*** Block opens ***

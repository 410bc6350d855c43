use otto::isa;
use otto::{assemble, Program};

fn assemble_clean(src: &str) -> Program {
    let program = assemble(src);
    assert!(
        !program.has_errors(),
        "unexpected diagnostics: {:?}",
        program.diagnostics
    );
    program
}

#[test]
fn label_resolution_end_to_end() {
    let program = assemble_clean(
        "ORG 8000H\n\
         START: MVI A,00H\n\
         JMP DONE\n\
         MVI A,0FFH\n\
         DONE: HLT\n",
    );
    assert!(program.diagnostics.is_empty());
    assert_eq!(program.address_for_label("START"), Some(0x8000));
    assert_eq!(program.address_for_label("DONE"), Some(0x8007));
    // Two-byte operand is DONE's address, little-endian
    assert_eq!(&program.memory[0x8002..0x8005], &[0xC3, 0x07, 0x80]);
    // Both ends of the map link back to the source
    assert_eq!(program.addr_to_line[&0x8002], 3);
    assert_eq!(program.line_to_addr[&5], (0x8007, 1));
    assert_eq!(program.addr_to_line[&0x8007], 5);
}

#[test]
fn error_recovery_keeps_assembling() {
    let program = assemble(
        "MVI A,01H\n\
         UNKNOWN_OP\n\
         MVI B,02H\n\
         HLT\n",
    );
    assert_eq!(program.error_count(), 1);
    assert_eq!(program.diagnostics[0].code, "asm::unknown_mnemonic");
    assert_eq!(program.diagnostics[0].span.line(), 2);
    // The unknown line held 3 bytes, so later addresses are stable
    assert_eq!(program.line_to_addr[&3], (0x0005, 2));
    assert_eq!(program.line_to_addr[&4], (0x0007, 1));
    // And the rest still assembled and is runnable
    assert_eq!(program.memory[0x0005], 0x06);
    assert_eq!(program.memory[0x0007], 0x76);
}

#[test]
fn line_to_addr_brackets_every_emitting_line() {
    let src = "ORG 100H\nMVI A,1\nLXI H,2000H\nDB 1,2,3\nHLT\n";
    let program = assemble_clean(src);
    let expected: &[(u32, u16, u16)] = &[(2, 0x100, 2), (3, 0x102, 3), (4, 0x105, 3), (5, 0x108, 1)];
    for (line, start, len) in expected {
        assert_eq!(program.line_to_addr[line], (*start, *len), "line {line}");
    }
    // The bytes under each bracket match the listing rows
    for row in &program.listing {
        let start = row.addr as usize;
        assert_eq!(
            &program.memory[start..start + row.bytes.len()],
            row.bytes.as_slice(),
            "listing row for line {}",
            row.line
        );
    }
}

/// Disassembling any emitted instruction and re-assembling the text at the
/// same address must reproduce the same bytes.
#[test]
fn disassembly_round_trips_through_the_assembler() {
    let src = "\
        ORG 4000H\n\
        LXI SP,0FFFFH\n\
        LXI H,2000H\n\
        MVI M,42H\n\
        MOV A,M\n\
        MOV B,C\n\
        ADD B\n\
        ADC M\n\
        SUI 10H\n\
        INR A\n\
        DCR M\n\
        INX H\n\
        DAD SP\n\
        DAA\n\
        ANI 0F0H\n\
        XRA A\n\
        ORA M\n\
        CMP C\n\
        RLC\n\
        RAR\n\
        STC\n\
        LDA 1234H\n\
        STA 1235H\n\
        LHLD 2000H\n\
        SHLD 2002H\n\
        LDAX B\n\
        STAX D\n\
        XCHG\n\
        PUSH PSW\n\
        POP B\n\
        XTHL\n\
        SPHL\n\
        PCHL\n\
        JNZ 4000H\n\
        CALL 4000H\n\
        RZ\n\
        RST 5\n\
        IN 00H\n\
        OUT 01H\n\
        EI\n\
        DI\n\
        RIM\n\
        SIM\n\
        NOP\n\
        HLT\n";
    let program = assemble_clean(src);

    let mut addrs: Vec<u16> = program.instruction_addresses().collect();
    addrs.sort_unstable();
    assert!(addrs.len() > 40);

    for addr in addrs {
        let dis = isa::disassemble_at(&program.memory, addr).unwrap();
        let reassembled = assemble(&format!("ORG {}\n{}\n", isa::hex16(addr), dis.text));
        assert!(
            !reassembled.has_errors(),
            "`{}` failed to re-assemble: {:?}",
            dis.text,
            reassembled.diagnostics
        );
        let start = addr as usize;
        let end = start + dis.len as usize;
        assert_eq!(
            &reassembled.memory[start..end],
            &program.memory[start..end],
            "`{}` round-tripped to different bytes",
            dis.text
        );
    }
}

#[test]
fn instruction_info_feeds_hover() {
    let info = isa::instruction_info("DAD");
    assert_eq!(info.len(), 1);
    assert_eq!(info[0].len, 1);
    assert!(info[0].description.contains("HL"));

    // Conditional branches expose both timings for signature help
    let jnz = isa::instruction_info("JNZ")[0];
    assert_eq!(
        jnz.cycles,
        isa::Cycles::Branch {
            taken: 10,
            not_taken: 7
        }
    );
}

#[test]
fn lex_and_parse_errors_share_the_diagnostic_stream() {
    let program = assemble("MVI A,0GGH\nMVI A,\nJMP NOWHERE\n");
    assert_eq!(program.error_count(), 3);
    let codes: Vec<&str> = program.diagnostics.iter().map(|d| d.code).collect();
    assert!(codes.contains(&"lex::bad_lit"));
    assert!(codes.contains(&"parse::missing_operand"));
    assert!(codes.contains(&"asm::undefined_symbol"));
    // Spans point at the offending lines
    assert_eq!(program.diagnostics[0].span.line(), 1);
}

#[test]
fn origin_defaults_to_zero_without_org() {
    let program = assemble_clean("NOP\nHLT\n");
    assert_eq!(program.origin, 0x0000);
    assert_eq!(&program.memory[0..2], &[0x00, 0x76]);
}

#[test]
fn symbols_survive_case_folding() {
    let program = assemble_clean("Loop: NOP\nJMP loop\nHLT\n");
    let symbol = program.symbols.get("LOOP").unwrap();
    assert_eq!(symbol.name, "LOOP");
    assert_eq!(symbol.references.len(), 1);
    assert_eq!(program.symbols_at(1)[0].name, "LOOP");
}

*** Block closes ***

TASK DETAILS - Scan the entries for lines holding the string "listing", then copy every one of them.

WORKED SOLUTION -
    // The bytes under each bracket match the listing rows
    for row in &program.listing {
            "listing row for line {}",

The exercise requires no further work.